• _What you will do_
In the data below, how many lines contain the string "ArrayCell"? Reply with the number only.

• _Given entries_
* * *

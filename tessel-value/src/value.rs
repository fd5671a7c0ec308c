// tessel-value - Value types for Tessel
// Copyright (c) 2025 Tom Waddington. MIT licensed.

//! Core value type for Tessel.
//!
//! `Value` is the central enum representing every dynamic value the runtime
//! handles. Containers are mutable cells shared by reference; scalars are
//! plain data.

// Value keys may hold interior-mutable containers
#![allow(clippy::mutable_key_type)]

use std::fmt;
use std::hash::{Hash, Hasher};
use std::rc::Rc;

use regex::Regex;

use crate::atom::Atom;
use crate::cells::{
    ArrayCell, Entries, Items, ListCell, MapCell, Members, ObjectCell, Props, SetCell, Shared,
};
use crate::error::{Error, Result};
use crate::exception::ExceptionInfo;
use crate::function::NativeFn;
use crate::kind::{Container, Kind};
use crate::lazy::{Cons, LazySeq};

/// The core value type for Tessel.
///
/// `Nil` stands for both "null" and "undefined": a stored `Nil` is
/// indistinguishable from a missing entry. Container variants hold shared
/// cells, so cloning a `Value` never copies the payload. Metadata does not
/// affect equality or hashing.
#[derive(Clone)]
pub enum Value {
    /// The nil value, representing nothing/absence
    Nil,
    /// Boolean true or false
    Bool(bool),
    /// 64-bit signed integer
    Int(i64),
    /// 64-bit floating point number
    Float(f64),
    /// Immutable string
    String(Rc<str>),
    /// Growable vector
    Array(ArrayCell),
    /// Array flavour that grows at the front
    List(ListCell),
    /// String-keyed record
    Object(ObjectCell),
    /// Arbitrary-key map
    Map(MapCell),
    /// Set of unique members
    Set(SetCell),
    /// Restartable lazy sequence
    Lazy(LazySeq),
    /// Head/tail pair produced by `cons`
    Cons(Rc<Cons>),
    /// Native function
    Fn(NativeFn),
    /// Atom (mutable reference with watches)
    Atom(Atom),
    /// Reduced value (early termination of `reduce`)
    Reduced(Rc<Value>),
    /// Compiled regular expression
    Regex(Rc<Regex>),
    /// Exception created by `ex-info`
    Exception(Rc<ExceptionInfo>),
}

// ============================================================================
// Constructors
// ============================================================================

impl Value {
    pub fn int(n: i64) -> Self {
        Value::Int(n)
    }

    pub fn float(f: f64) -> Self {
        Value::Float(f)
    }

    pub fn string(s: impl AsRef<str>) -> Self {
        Value::String(Rc::from(s.as_ref()))
    }

    /// Create an array from the given items.
    pub fn array(items: impl IntoIterator<Item = Value>) -> Self {
        Value::Array(ArrayCell::new(items.into_iter().collect::<Items>()))
    }

    /// Create a list from the given items, first item at the front.
    pub fn list(items: impl IntoIterator<Item = Value>) -> Self {
        Value::List(ListCell::new(items.into_iter().collect::<Items>()))
    }

    /// Create an object from string keys and values, keeping insertion order.
    pub fn object<K: AsRef<str>>(entries: impl IntoIterator<Item = (K, Value)>) -> Self {
        Value::Object(ObjectCell::new(
            entries
                .into_iter()
                .map(|(k, v)| (Rc::from(k.as_ref()), v))
                .collect::<Props>(),
        ))
    }

    pub fn map(entries: impl IntoIterator<Item = (Value, Value)>) -> Self {
        Value::Map(MapCell::new(entries.into_iter().collect::<Entries>()))
    }

    pub fn set(members: impl IntoIterator<Item = Value>) -> Self {
        Value::Set(SetCell::new(members.into_iter().collect::<Members>()))
    }

    pub fn reduced(val: Value) -> Self {
        Value::Reduced(Rc::new(val))
    }

    /// Wrap a closure as a function value.
    pub fn func<F>(name: &'static str, f: F) -> Self
    where
        F: Fn(&[Value]) -> Result<Value> + 'static,
    {
        Value::Fn(NativeFn::new(name, f))
    }

    /// Compile `pattern` into a regex value.
    pub fn regex(pattern: &str) -> Result<Self> {
        Ok(Value::Regex(Rc::new(Regex::new(pattern)?)))
    }
}

// ============================================================================
// Inspection
// ============================================================================

impl Value {
    /// Name of this value's type, used in error messages.
    pub fn type_name(&self) -> &'static str {
        match self {
            Value::Nil => "nil",
            Value::Bool(_) => "boolean",
            Value::Int(_) => "int",
            Value::Float(_) => "float",
            Value::String(_) => "string",
            Value::Array(_) => "array",
            Value::List(_) => "list",
            Value::Object(_) => "object",
            Value::Map(_) => "map",
            Value::Set(_) => "set",
            Value::Lazy(_) => "lazy-seq",
            Value::Cons(_) => "cons",
            Value::Fn(_) => "fn",
            Value::Atom(_) => "atom",
            Value::Reduced(_) => "reduced",
            Value::Regex(_) => "regex",
            Value::Exception(_) => "exception",
        }
    }

    /// Only `nil` and `false` are falsy.
    pub fn is_truthy(&self) -> bool {
        !matches!(self, Value::Nil | Value::Bool(false))
    }

    pub fn is_nil(&self) -> bool {
        matches!(self, Value::Nil)
    }

    pub fn is_number(&self) -> bool {
        matches!(self, Value::Int(_) | Value::Float(_))
    }

    /// Container kind of this value, or `None` for nil, scalars, functions
    /// and atoms.
    pub fn kind(&self) -> Option<Kind> {
        self.as_container().map(|c| c.kind())
    }

    /// Dispatch handle for container values.
    pub fn as_container(&self) -> Option<&dyn Container> {
        match self {
            Value::Array(c) => Some(c),
            Value::List(c) => Some(c),
            Value::Object(c) => Some(c),
            Value::Map(c) => Some(c),
            Value::Set(c) => Some(c),
            Value::Lazy(seq) => Some(seq),
            Value::Cons(cell) => Some(&**cell),
            _ => None,
        }
    }

    pub fn as_int(&self) -> Option<i64> {
        match self {
            Value::Int(n) => Some(*n),
            Value::Float(f) if f.fract() == 0.0 && f.is_finite() => Some(*f as i64),
            _ => None,
        }
    }

    pub fn as_f64(&self) -> Option<f64> {
        match self {
            Value::Int(n) => Some(*n as f64),
            Value::Float(f) => Some(*f),
            _ => None,
        }
    }

    pub fn as_str(&self) -> Option<&str> {
        match self {
            Value::String(s) => Some(s),
            _ => None,
        }
    }

    /// Metadata attached to a container, if any.
    pub fn meta(&self) -> Option<Value> {
        match self {
            Value::Array(c) => c.meta().cloned(),
            Value::List(c) => c.meta().cloned(),
            Value::Object(c) => c.meta().cloned(),
            Value::Map(c) => c.meta().cloned(),
            Value::Set(c) => c.meta().cloned(),
            _ => None,
        }
    }

    /// Shallow copy of a container carrying `meta`.
    pub fn with_meta(&self, meta: Value) -> Result<Value> {
        let meta = (!meta.is_nil()).then_some(meta);
        Ok(match self {
            Value::Array(c) => Value::Array(c.fork_with_meta(meta)),
            Value::List(c) => Value::List(c.fork_with_meta(meta)),
            Value::Object(c) => Value::Object(c.fork_with_meta(meta)),
            Value::Map(c) => Value::Map(c.fork_with_meta(meta)),
            Value::Set(c) => Value::Set(c.fork_with_meta(meta)),
            other => {
                return Err(Error::type_error_in(
                    "with-meta",
                    "array, list, object, map, or set",
                    other.type_name(),
                ));
            }
        })
    }

    /// Reference identity for shared values, value equality for scalars.
    pub fn identical(&self, other: &Value) -> bool {
        match (self, other) {
            (Value::Array(a), Value::Array(b)) => a.ptr_eq(b),
            (Value::List(a), Value::List(b)) => a.ptr_eq(b),
            (Value::Object(a), Value::Object(b)) => a.ptr_eq(b),
            (Value::Map(a), Value::Map(b)) => a.ptr_eq(b),
            (Value::Set(a), Value::Set(b)) => a.ptr_eq(b),
            (Value::Reduced(a), Value::Reduced(b)) => Rc::ptr_eq(a, b),
            (Value::Regex(a), Value::Regex(b)) => Rc::ptr_eq(a, b),
            (Value::Int(_), Value::Float(_)) | (Value::Float(_), Value::Int(_)) => false,
            _ => self == other,
        }
    }
}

* * *

• _Your solution_
3